The other understood instantly. In an adventure everything sees,
everything has eyes, everything watches. The world is alive and full
of eyes. He hesitated a moment.
"Oh, that's all right," he replied. "To be easily seen is the best
way. It disarms curiosity at once. Tell all about yourself and nobody
ever thinks anything. It's trying to hide that makes the world suspect
you. Keep nothing back and show yourself is the best way to go about
unnoticed. I've tried it."
"Ah," exclaimed Tim, in an eager whisper, "same as walking into the
strawberry-bed without asking--"
"So my white clothes are just the thing," said the other, avoiding the
pit laid for him.
"Of course, yes." Tim still chased the big idea in his mind.
"Besides," he added, full of another splendid thought, "like that they
won't expect you to do very much. They'll watch _you_ instead of me."
There was confusion in the utterance, but things were rather crowding
in upon him, to tell the truth, and imagination leaped ahead upon two
trails at once. He looked at his big companion with more approval.
"You'll do," he signified, pulling his cap over his eyes, thrusting
both hands in his pockets, and slithering rapidly down the bannisters
in advance.
"Thanks," said Uncle Felix, following him, three steps at a time, with
effort.
In the hall they paused a moment--a question of doors.
"Back," said Uncle Felix.
"Front's better," decided the boy. "Then nobody'll think anything, you
see." He was quick to put the new principle into practice.
On the lawn there was another pause, this time a question of
direction.
"The wood, of course!" And they set off together at a steady trot. Few
words were wasted when Tim went "busting about" in this way. Uncle
Felix resigned himself and looked to him for guidance; there was some
one to be rescued; there was danger to be run; the risk was bigger
than either of them realised; but more than that he knew not.
"Got a handkerchief with you?" the boy asked presently.
"Yes, thanks; got everything," panted the other.

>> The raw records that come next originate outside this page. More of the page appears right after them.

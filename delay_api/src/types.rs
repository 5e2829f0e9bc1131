use delay_model::FlightRecord;
use serde::{Deserialize, Serialize};

#[derive(Debug, Clone, PartialEq, Serialize, Deserialize)]
pub struct FlightData {
    #[serde(rename = "OPERA")]
    pub opera: String,
    #[serde(rename = "TIPOVUELO")]
    pub tipo_vuelo: String,
    #[serde(rename = "MES")]
    pub mes: i64,
}

impl From<FlightData> for FlightRecord {
    fn from(f: FlightData) -> Self {
        FlightRecord::new(f.opera, f.tipo_vuelo, f.mes)
    }
}

#[derive(Debug, Clone, PartialEq, Serialize, Deserialize)]
pub struct PredictRequest {
    pub flights: Vec<FlightData>,
}

#[derive(Debug, Clone, PartialEq, Serialize, Deserialize)]
pub struct PredictResponse {
    pub predict: Vec<u8>,
}

#[derive(Debug, Serialize)]
pub struct HealthResponse {
    pub status: &'static str,
}

/// One request validation failure. `loc` is the path into the request,
/// starting at `"body"`.
#[derive(Debug, Clone, PartialEq, Serialize, Deserialize)]
pub struct FieldError {
    pub loc: Vec<serde_json::Value>,
    pub msg: String,
    #[serde(rename = "type")]
    pub kind: String,
}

"For signalling," was offered three minutes later by way of
explanation, "in case we get lost--or anything like that."
"Quite so."
"Is it a clean one?"
"Yes."
"Good!"
They climbed the swinging gate of iron, rushed the orchard, crossed
the smaller hayfield in the open, heedless of the rabbits that rolled
like fat balls into pockets made to fit them, slipped out of sight
behind a stack of straw whose threatening lopsidedness seemed to
support a ladder, and so eventually came to a breathless and
perspiring halt upon the edges of a--wood.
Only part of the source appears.